The silver lining lies in improved quality of jobs, indicated by a growing proportion of wage and salary jobs, now accounting for nearly two-thirds of all our employed workers. Ten years ago, it was just over half. The past year saw an average of nearly a million new wage and salary workers, with a corresponding decline in unpaid family workers and those individually self-employed (mostly in the informal sector). This changing job composition is consistent with the faster growth in manufacturing and construction, where the wage and salary jobs are, whereas the agriculture sector, where much of the unpaid family workers are, has been declining.

For the longest time, agriculture has been the disappointment both on the output and jobs front.

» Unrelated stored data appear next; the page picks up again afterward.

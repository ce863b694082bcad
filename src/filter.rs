// This Source Code Form is subject to the terms of the Mozilla Public
// License, v. 2.0. If a copy of the MPL was not distributed with this
// file, You can obtain one at http://mozilla.org/MPL/2.0/.
//
// Copyright (c) DUSK NETWORK. All rights reserved.

//! Vote-Deduplication Filter: one per chain, rejects replayed/stale votes
//! before they reach the inner BA instance.

use crate::types::{NodeId, Vote, VoteType};
use std::collections::HashMap;

/// Tracks, per voter, the highest `(height, period, vote_type)` frontier
/// this chain has accepted. A vote for an earlier height, or the same
/// height but an earlier-or-equal `(period, vote_type)`, is stale; a vote
/// for a later height always starts fresh regardless of its own
/// `(period, vote_type)`, since a restart resets every voter's frontier
/// for that chain to the new position.
#[derive(Debug, Default)]
pub struct VoteFilter {
    frontier: HashMap<NodeId, (u64, u32, VoteType)>,
}

impl VoteFilter {
    pub fn new() -> Self {
        Self::default()
    }

    /// Non-mutating check: would `vote` be rejected as a replay/stale vote?
    pub fn is_duplicate(&self, vote: &Vote) -> bool {
        match self.frontier.get(&vote.voter) {
            Some(&(height, period, vote_type)) => match vote.position.height.cmp(&height) {
                std::cmp::Ordering::Less => true,
                std::cmp::Ordering::Greater => false,
                std::cmp::Ordering::Equal => {
                    (vote.period, vote.vote_type) <= (period, vote_type)
                }
            },
            None => false,
        }
    }

    /// Advances the voter's frontier to `vote`'s `(height, period,
    /// vote_type)`, letting future stale votes drop cheaply without
    /// touching the inner BA instance. Called only after the instance
    /// accepts the vote. A vote for a new height replaces the frontier
    /// outright rather than being folded into a max, since height order
    /// dominates period/type order.
    pub fn advance(&mut self, vote: &Vote) {
        let height = vote.position.height;
        let entry = self
            .frontier
            .entry(vote.voter)
            .or_insert((height, vote.period, vote.vote_type));
        if height > entry.0 {
            *entry = (height, vote.period, vote.vote_type);
        } else if height == entry.0 && (vote.period, vote.vote_type) > (entry.1, entry.2) {
            entry.1 = vote.period;
            entry.2 = vote.vote_type;
        }
    }
}
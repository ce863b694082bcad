// This Source Code Form is subject to the terms of the Mozilla Public
// License, v. 2.0. If a copy of the MPL was not distributed with this
// file, You can obtain one at http://mozilla.org/MPL/2.0/.
//
// Copyright (c) DUSK NETWORK. All rights reserved.

//! Bundles the external collaborators the manager and its drivers depend
//! on. A plain struct of trait objects, rather than threading six generic
//! parameters through `BaMgr`/`ChainDriverCtx`, keeps those signatures
//! readable: `dusk-consensus` generalizes over a single `Operations` trait
//! (`consensus.rs`'s `Consensus<T, D>`), but here there are six distinct
//! roles, so trait objects are the better fit (see `DESIGN.md`).

use crate::external::{
    AgreementFactory, Application, Governance, Lattice, Network, NodeSetCache,
    Signer, TickerFactory,
};
use crate::types::NodeId;
use std::sync::Arc;

pub struct Services {
    pub lattice: Arc<dyn Lattice>,
    pub application: Arc<dyn Application>,
    pub governance: Arc<dyn Governance>,
    pub node_set_cache: Arc<dyn NodeSetCache>,
    pub network: Arc<dyn Network>,
    pub ticker_factory: Arc<dyn TickerFactory>,
    pub agreement_factory: Arc<dyn AgreementFactory>,
    pub signer: Arc<dyn Signer>,
    /// This node's own identity, used to decide notary-set membership.
    pub node_id: NodeId,
}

The third quarter saw a loss of 419,000 farm jobs, reflecting the output drop (-0.4 percent) in the sector as well. The average farm job losses this year has been 260,000 — at least much lower than last year’s losses of 803,000.

The sector actually posted job gains of 841,000 in January, but has since lost much more than that. The problem with agriculture jobs is that they are seasonal, and hence not permanent and full-time in nature. This sector is where most of underemployment in the economy occurs owing to such seasonality, although there’s much underemployment in services as well, particularly in informal services.

There’s good news in how these lower-quality jobs are being replaced by better-quality wage and salary jobs elsewhere. Still, there is cause for concern if it means that young workers are being drawn away from agriculture, threatening a decline in the sector. It reflects failure on government’s part to make agriculture a remunerative enterprise for small farmers — not by artificially propping up prices via trade barriers (thereby penalizing rich and poor consumers alike), but by helping farmers gain from higher productivity and greater value adding.

Dr. Mahar Mangahas of Social Weather Stations has always argued that it’s the sum of unemployment and underemployment that should be the yardstick for the economy’s performance on jobs, and is more consistent with the joblessness SWS measures. The good news is that underemployment rate was down to a remarkably low 13.3 percent in the latest October survey, perhaps a direct consequence of how only industry jobs actually increased (by 405,000), while jobs in agriculture and services declined.

But this varies widely across the country, with Metro Manila and Muslim Mindanao showing the lowest rates (4.8 and 5.7 percent, respectively), while the Ilocos and Bicol regions had the highest (22.4 and 22.2 percent, respectively). All told, we have a long way to go to keep Filipinos adequately and gainfully employed.